** THE DATA follows **

async fn run_inner(
    options: &JoinDiffer,
    adapter: &Arc<dyn Adapter>,
    seg1: &TableSegment,
    seg2: &TableSegment,
    emitter: &Arc<Emitter>,
    cancel: &CancellationToken,
) -> Result<()> {
    let dialect = adapter.dialect().clone();

    if options.validate_unique_key {
        for seg in [seg1, seg2] {
            check_unique_key(adapter, &dialect, seg, emitter).await?;
            check_null_keys(adapter, &dialect, seg).await?;
        }
    }

    let join = outer_join_query(&dialect, seg1, seg2, false)?;

    if let Some(table) = &options.materialize_to_table {
        materialize(options, adapter, &dialect, seg1, seg2, table).await?;
    }

    if options.sample_exclusive_rows {
        sample_exclusive(adapter, &dialect, &join).await?;
    }

    if options.collect_stats {
        collect_column_stats(adapter, seg1, &join).await?;
    }

    debug!(sql = join.sql.as_str(), "outer join diff");
    let rows = adapter.query_rows(&join.sql).await?;

    for joined in rows {
        if cancel.is_cancelled() {
            return Ok(());
        }
        for event in classify_join_row(seg1, &join, &joined)? {
            match emitter.emit(event).await {
                Ok(()) => {}
                Err(DiffError::Cancelled) => return Ok(()),
                Err(e) => return Err(e),
            }
        }
    }

    info!("joindiff complete");
    Ok(())
}

/// Key-uniqueness preamble: `COUNT(*)` vs `COUNT(DISTINCT key)`.
async fn check_unique_key(
    adapter: &Arc<dyn Adapter>,
    dialect: &dyn Dialect,
    segment: &TableSegment,
    emitter: &Arc<Emitter>,
) -> Result<()> {
    let sql = queries::unique_key_query(dialect, segment);
    let rows = adapter.query_rows(&sql).await?;
    let row = rows
        .first()
        .ok_or_else(|| DiffError::backend("uniqueness check returned no rows"))?;
    let total = parse_count(row.first())?;
    let distinct = parse_count(row.get(1))?;
    if total != distinct {
        return Err(DiffError::DuplicateKey(segment.path.to_string()));
    }
    emitter
        .rows_compared
        .fetch_add(total, std::sync::atomic::Ordering::Relaxed);
    Ok(())
}

/// NULL-key preamble.
async fn check_null_keys(
    adapter: &Arc<dyn Adapter>,
    dialect: &dyn Dialect,
    segment: &TableSegment,
) -> Result<()> {
    let sql = queries::null_key_query(dialect, segment);
    let rows = adapter.query_rows(&sql).await?;
    let nulls = parse_count(rows.first().and_then(|r| r.first()))?;
    if nulls > 0 {
        return Err(DiffError::NullKey(segment.path.to_string()));
    }
    Ok(())
}

fn parse_count(value: Option<&Option<String>>) -> Result<u64> {
    value
        .and_then(|v| v.as_deref())
        .and_then(|v| v.trim().parse::<u64>().ok())
        .ok_or_else(|| DiffError::backend("unparseable count"))
}

/// Build the FULL OUTER JOIN diff query.
///
/// Both sides are subqueries projecting canonical text under positional
/// aliases (`col_0`, `col_1`, …); the join runs on the canonical key text,
/// which the binder has already made comparable.
fn outer_join_query(
    dialect: &dyn Dialect,
    seg1: &TableSegment,
    seg2: &TableSegment,
    all_rows: bool,
) -> Result<JoinQuery> {
    let cols1 = seg1.relevant_columns();
    let cols2 = seg2.relevant_columns();
    let n_keys = seg1.bound().key_columns.len();
    let width = cols1.len();
    let compared = width - n_keys;

    let subquery = |segment: &TableSegment, cols: &[String]| -> Result<String> {
        let schema = segment.schema.as_ref().expect("bound segment");
        let mut projections = Vec::with_capacity(cols.len());
        for (i, c) in cols.iter().enumerate() {
            let ty = schema
                .column_type(c)
                .ok_or_else(|| DiffError::UnknownColumn {
                    table: segment.path.to_string(),
                    column: c.clone(),
                })?;
            projections.push(format!(
                "{} AS col_{}",
                dialect.normalize_expr(c, ty)?,
                i
            ));
        }
        let conds = queries::where_conditions(dialect, segment);
        let filter = if conds.is_empty() {
            String::new()
        } else {
            format!(" WHERE {}", conds.join(" AND "))
        };
        Ok(format!(
            "(SELECT {} FROM {}{})",
            projections.join(", "),
            quote_path(dialect, &segment.path),
            filter
        ))
    };

    let a = subquery(seg1, &cols1)?;
    let b = subquery(seg2, &cols2)?;

    let on = (0..n_keys)
        .map(|i| format!("a.col_{i} = b.col_{i}"))
        .collect::<Vec<_>>()
        .join(" AND ");

    let mut projection = vec![
        "CASE WHEN b.col_0 IS NULL THEN 1 ELSE 0 END AS is_exclusive_a".to_string(),
        "CASE WHEN a.col_0 IS NULL THEN 1 ELSE 0 END AS is_exclusive_b".to_string(),
    ];
    let mut diff_conds = Vec::with_capacity(compared);
    for i in n_keys..width {
        let flag = format!(
            "CASE WHEN {} THEN 1 ELSE 0 END",
            dialect.is_distinct_from(&format!("a.col_{i}"), &format!("b.col_{i}"))
        );
        projection.push(format!("{} AS is_diff_{}", flag, i));
        diff_conds.push(format!("{} = 1", flag));
    }
    for i in 0..width {
        projection.push(format!("a.col_{i} AS a_{i}"));
    }
    for i in 0..width {
        projection.push(format!("b.col_{i} AS b_{i}"));
    }

    let mut where_parts = vec![
        "a.col_0 IS NULL".to_string(),
        "b.col_0 IS NULL".to_string(),
    ];
    where_parts.extend(diff_conds);
    let filter = if all_rows {
        String::new()
    } else {
        format!("\nWHERE {}", where_parts.join(" OR "))
    };

    Ok(JoinQuery {
        sql: format!(
            "SELECT {projection}\nFROM {a} a\nFULL OUTER JOIN {b} b ON {on}{filter}",
            projection = projection.join(", "),
        ),
        compared,
        width,
    })
}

** End of THE DATA **

YOUR INSTRUCTIONS: Print all the records exactly as written.

RESPONSE FOR THIS EXERCISE:
async fn run_inner(
    options: &JoinDiffer,
    adapter: &Arc<dyn Adapter>,
    seg1: &TableSegment,
    seg2: &TableSegment,
    emitter: &Arc<Emitter>,
    cancel: &CancellationToken,
) -> Result<()> {
    let dialect = adapter.dialect().clone();

    if options.validate_unique_key {
        for seg in [seg1, seg2] {
            check_unique_key(adapter, &dialect, seg, emitter).await?;
            check_null_keys(adapter, &dialect, seg).await?;
        }
    }

    let join = outer_join_query(&dialect, seg1, seg2, false)?;

    if let Some(table) = &options.materialize_to_table {
        materialize(options, adapter, &dialect, seg1, seg2, table).await?;
    }

    if options.sample_exclusive_rows {
        sample_exclusive(adapter, &dialect, &join).await?;
    }

    if options.collect_stats {
        collect_column_stats(adapter, seg1, &join).await?;
    }

    debug!(sql = join.sql.as_str(), "outer join diff");
    let rows = adapter.query_rows(&join.sql).await?;

    for joined in rows {
        if cancel.is_cancelled() {
            return Ok(());
        }
        for event in classify_join_row(seg1, &join, &joined)? {
            match emitter.emit(event).await {
                Ok(()) => {}
                Err(DiffError::Cancelled) => return Ok(()),
                Err(e) => return Err(e),
            }
        }
    }

    info!("joindiff complete");
    Ok(())
}

/// Key-uniqueness preamble: `COUNT(*)` vs `COUNT(DISTINCT key)`.
async fn check_unique_key(
    adapter: &Arc<dyn Adapter>,
    dialect: &dyn Dialect,
    segment: &TableSegment,
    emitter: &Arc<Emitter>,
) -> Result<()> {
    let sql = queries::unique_key_query(dialect, segment);
    let rows = adapter.query_rows(&sql).await?;
    let row = rows
        .first()
        .ok_or_else(|| DiffError::backend("uniqueness check returned no rows"))?;
    let total = parse_count(row.first())?;
    let distinct = parse_count(row.get(1))?;
    if total != distinct {
        return Err(DiffError::DuplicateKey(segment.path.to_string()));
    }
    emitter
        .rows_compared
        .fetch_add(total, std::sync::atomic::Ordering::Relaxed);
    Ok(())
}

/// NULL-key preamble.
async fn check_null_keys(
    adapter: &Arc<dyn Adapter>,
    dialect: &dyn Dialect,
    segment: &TableSegment,
) -> Result<()> {
    let sql = queries::null_key_query(dialect, segment);
    let rows = adapter.query_rows(&sql).await?;
    let nulls = parse_count(rows.first().and_then(|r| r.first()))?;
    if nulls > 0 {
        return Err(DiffError::NullKey(segment.path.to_string()));
    }
    Ok(())
}

fn parse_count(value: Option<&Option<String>>) -> Result<u64> {
    value
        .and_then(|v| v.as_deref())
        .and_then(|v| v.trim().parse::<u64>().ok())
        .ok_or_else(|| DiffError::backend("unparseable count"))
}

/// Build the FULL OUTER JOIN diff query.
///
/// Both sides are subqueries projecting canonical text under positional
/// aliases (`col_0`, `col_1`, …); the join runs on the canonical key text,
/// which the binder has already made comparable.
fn outer_join_query(
    dialect: &dyn Dialect,
    seg1: &TableSegment,
    seg2: &TableSegment,
    all_rows: bool,
) -> Result<JoinQuery> {
    let cols1 = seg1.relevant_columns();
    let cols2 = seg2.relevant_columns();
    let n_keys = seg1.bound().key_columns.len();
    let width = cols1.len();
    let compared = width - n_keys;

    let subquery = |segment: &TableSegment, cols: &[String]| -> Result<String> {
        let schema = segment.schema.as_ref().expect("bound segment");
        let mut projections = Vec::with_capacity(cols.len());
        for (i, c) in cols.iter().enumerate() {
            let ty = schema
                .column_type(c)
                .ok_or_else(|| DiffError::UnknownColumn {
                    table: segment.path.to_string(),
                    column: c.clone(),
                })?;
            projections.push(format!(
                "{} AS col_{}",
                dialect.normalize_expr(c, ty)?,
                i
            ));
        }
        let conds = queries::where_conditions(dialect, segment);
        let filter = if conds.is_empty() {
            String::new()
        } else {
            format!(" WHERE {}", conds.join(" AND "))
        };
        Ok(format!(
            "(SELECT {} FROM {}{})",
            projections.join(", "),
            quote_path(dialect, &segment.path),
            filter
        ))
    };

    let a = subquery(seg1, &cols1)?;
    let b = subquery(seg2, &cols2)?;

    let on = (0..n_keys)
        .map(|i| format!("a.col_{i} = b.col_{i}"))
        .collect::<Vec<_>>()
        .join(" AND ");

    let mut projection = vec![
        "CASE WHEN b.col_0 IS NULL THEN 1 ELSE 0 END AS is_exclusive_a".to_string(),
        "CASE WHEN a.col_0 IS NULL THEN 1 ELSE 0 END AS is_exclusive_b".to_string(),
    ];
    let mut diff_conds = Vec::with_capacity(compared);
    for i in n_keys..width {
        let flag = format!(
            "CASE WHEN {} THEN 1 ELSE 0 END",
            dialect.is_distinct_from(&format!("a.col_{i}"), &format!("b.col_{i}"))
        );
        projection.push(format!("{} AS is_diff_{}", flag, i));
        diff_conds.push(format!("{} = 1", flag));
    }
    for i in 0..width {
        projection.push(format!("a.col_{i} AS a_{i}"));
    }
    for i in 0..width {
        projection.push(format!("b.col_{i} AS b_{i}"));
    }

    let mut where_parts = vec![
        "a.col_0 IS NULL".to_string(),
        "b.col_0 IS NULL".to_string(),
    ];
    where_parts.extend(diff_conds);
    let filter = if all_rows {
        String::new()
    } else {
        format!("\nWHERE {}", where_parts.join(" OR "))
    };

    Ok(JoinQuery {
        sql: format!(
            "SELECT {projection}\nFROM {a} a\nFULL OUTER JOIN {b} b ON {on}{filter}",
            projection = projection.join(", "),
        ),
        compared,
        width,
    })
}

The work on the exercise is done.